Visanne may have minor effects on peripheral insulin resistance and glucose tolerance. Women with diabetes mellitus, especially those with a history of diabetes mellitus during pregnancy, require careful monitoring while taking Visanne.
In some cases, chloasma may occur, especially in women with a history of chloasma during pregnancy. Women prone to developing chloasma should avoid exposure to the sun or ultraviolet radiation while taking Visanne.

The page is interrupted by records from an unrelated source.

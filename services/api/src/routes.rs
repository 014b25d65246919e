use std::sync::Arc;

use axum::http::{header, StatusCode};
use axum::response::IntoResponse;
use axum::Extension;
use axum::Json;
use casework::client::CaseApi;
use casework::forms::flash::FlashStore;
use casework::forms::{journey_router, FormService};
use serde_json::json;

use crate::infra::AppState;

pub(crate) fn with_journey_routes<C, F>(service: Arc<FormService<C, F>>) -> axum::Router
where
    C: CaseApi + 'static,
    F: FlashStore + 'static,
{
    journey_router(service)
        .route("/health", axum::routing::get(healthcheck))
        .route("/ready", axum::routing::get(readiness_endpoint))
        .route("/metrics", axum::routing::get(metrics_endpoint))
}

pub(crate) async fn healthcheck() -> Json<serde_json::Value> {
    Json(json!({ "status": "ok" }))
}

pub(crate) async fn readiness_endpoint(Extension(state): Extension<AppState>) -> impl IntoResponse {
    let ready = state.readiness.load(std::sync::atomic::Ordering::Relaxed);
    let status = if ready {
        StatusCode::OK
    } else {
        StatusCode::SERVICE_UNAVAILABLE
    };

    let payload = if ready {
        json!({ "status": "ready" })
    } else {
        json!({ "status": "initializing" })
    };

    (status, Json(payload))
}

pub(crate) async fn metrics_endpoint(Extension(state): Extension<AppState>) -> impl IntoResponse {
    (
        StatusCode::OK,
        [(header::CONTENT_TYPE, "text/plain; version=0.0.4")],
        state.metrics.render(),
    )
}
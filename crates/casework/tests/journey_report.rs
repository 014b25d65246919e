use casework::forms::domain::{
    CaseId, CaseRecord, PersonDetails, SectionId, TaskId, TaskStatus,
};
use casework::forms::registry::{first_page, pages_for, task_status};
use casework::forms::report::assemble;
use chrono::Utc;
use serde_json::json;

fn record() -> CaseRecord {
    CaseRecord {
        id: CaseId("case-7001".to_string()),
        person: PersonDetails {
            crn: "X320741".to_string(),
            name: "Robert Brown".to_string(),
        },
        data: Default::default(),
        created_at: Utc::now(),
        submitted_at: None,
    }
}

#[test]
fn journey_structure_is_fixed_at_definition_time() {
    let sections = SectionId::ordered();
    assert_eq!(sections[0], SectionId::ReasonsForPlacement);
    assert_eq!(
        sections[0].tasks(),
        &[TaskId::BasicInformation, TaskId::TypeOfAp]
    );

    assert_eq!(
        pages_for(TaskId::BasicInformation),
        &[
            "sentence-type",
            "release-type",
            "situation",
            "release-date",
            "placement-date",
            "oral-hearing",
        ]
    );
    assert_eq!(first_page(TaskId::TypeOfAp), "ap-type");
}

#[test]
fn task_status_is_binary_completed_or_not_started() {
    let mut record = record();

    assert_eq!(
        task_status(&record, TaskId::TypeOfAp),
        TaskStatus::NotStarted
    );

    record
        .data
        .record("type-of-ap", "ap-type", json!({ "type": "standard" }));
    assert_eq!(
        task_status(&record, TaskId::TypeOfAp),
        TaskStatus::Completed
    );

    // A partially answered task reads as not started; there is no
    // in-progress state.
    record.data.record(
        "basic-information",
        "sentence-type",
        json!({ "sentenceType": "life" }),
    );
    assert_eq!(
        task_status(&record, TaskId::BasicInformation),
        TaskStatus::NotStarted
    );
}

#[test]
fn empty_record_assembles_no_sections() {
    assert!(assemble(&record()).is_empty());
}

#[test]
fn cards_follow_registry_order_and_skip_unanswered_pages() {
    let mut record = record();
    record.data.record(
        "basic-information",
        "release-date",
        json!({
            "knowReleaseDate": "yes",
            "releaseDate": "2026-05-12",
            "releaseDate-day": "12",
            "releaseDate-month": "5",
            "releaseDate-year": "2026",
        }),
    );
    record.data.record(
        "basic-information",
        "sentence-type",
        json!({ "sentenceType": "standardDeterminate" }),
    );
    record
        .data
        .record("type-of-ap", "ap-type", json!({ "type": "pipe" }));

    let sections = assemble(&record);
    assert_eq!(sections.len(), 1);
    assert_eq!(sections[0].section, SectionId::ReasonsForPlacement);

    let cards = &sections[0].cards;
    assert_eq!(cards.len(), 2);
    assert_eq!(cards[0].task, TaskId::BasicInformation);
    assert_eq!(cards[1].task, TaskId::TypeOfAp);

    // Registry order, not insertion order: sentence type precedes the
    // release date even though it was recorded second.
    let labels: Vec<&str> = cards[0].rows.iter().map(|row| row.label.as_str()).collect();
    assert_eq!(
        labels,
        vec![
            "Which of the following best describes Robert Brown's sentence type?",
            "Do you know Robert Brown's release date?",
            "Release date",
        ]
    );

    let values: Vec<&str> = cards[0].rows.iter().map(|row| row.value.as_str()).collect();
    assert_eq!(
        values,
        vec!["Standard determinate custody", "Yes", "12 May 2026"]
    );
}

#[test]
fn summary_rows_never_expose_raw_date_parts() {
    let mut record = record();
    record.data.record(
        "basic-information",
        "oral-hearing",
        json!({
            "knowOralHearingDate": "yes",
            "oralHearingDate": "2026-05-01",
            "oralHearingDate-day": "1",
            "oralHearingDate-month": "5",
            "oralHearingDate-year": "2026",
        }),
    );

    let sections = assemble(&record);
    let rows: Vec<_> = sections
        .iter()
        .flat_map(|section| section.cards.iter())
        .flat_map(|card| &card.rows)
        .collect();

    assert!(rows
        .iter()
        .any(|row| row.label == "Oral hearing date" && row.value == "1 May 2026"));
    assert!(rows.iter().all(|row| !row.label.contains("-day")
        && !row.label.contains("-month")
        && !row.label.contains("-year")));
}

#[test]
fn document_answers_render_one_row_per_document() {
    let mut record = record();
    record.data.record(
        "attach-required-documents",
        "attach-documents",
        json!({
            "selectedDocuments": [
                {
                    "id": "doc-1",
                    "fileName": "pre-sentence-report.pdf",
                    "description": "Pre-sentence report",
                },
                {
                    "id": "doc-2",
                    "fileName": "licence-conditions.pdf",
                    "description": "Licence conditions",
                },
            ],
        }),
    );

    let sections = assemble(&record);
    assert_eq!(sections.len(), 1);
    assert_eq!(sections[0].section, SectionId::ConsiderationsForPlacement);

    let card = &sections[0].cards[0];
    assert_eq!(card.task, TaskId::AttachRequiredDocuments);
    assert_eq!(card.rows.len(), 2);
    assert_eq!(card.rows[0].label, "pre-sentence-report.pdf");
    assert_eq!(card.rows[0].value, "Pre-sentence report");
}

Persistent ovarian follicles (often called functional ovarian cysts) may occur while taking Visanne. Most of these follicles are asymptomatic, although some may be accompanied by pelvic pain.
Lactose
1 tablet of Visanne contains 63 mg of lactose monohydrate. Patients on a lactose-free diet with rare hereditary disorders such as galactose intolerance, lapp lactase deficiency or glucose-galactose malabsorption should take into account the amount of lactose contained in Visanne.
Postmenopausal women
Not used in this category of patients.
Patients with renal failure
There are no data indicating the need for dose adjustment in patients with kidney disease.
Medical examination
Before starting or resuming taking Visanne, you should review the patient's medical history in detail and conduct a physical and gynecological examination. The frequency and nature of such examinations should be based on existing standards of medical practice with the necessary consideration of the individual characteristics of each patient (but at least once every 3-6 months) and should include blood pressure measurement, assessment of the condition of the mammary glands, abdominal cavity and pelvic organs, including cytological examination of the cervical epithelium.
Use in pediatrics
Visanne is contraindicated in children and adolescents under 18 years of age (the effectiveness and safety of use in adolescents has not been established).
Impact on the ability to drive vehicles and operate machinery
As a rule, Visanne does not affect the ability to drive a car or operate machinery, however, patients who have difficulty concentrating should be careful.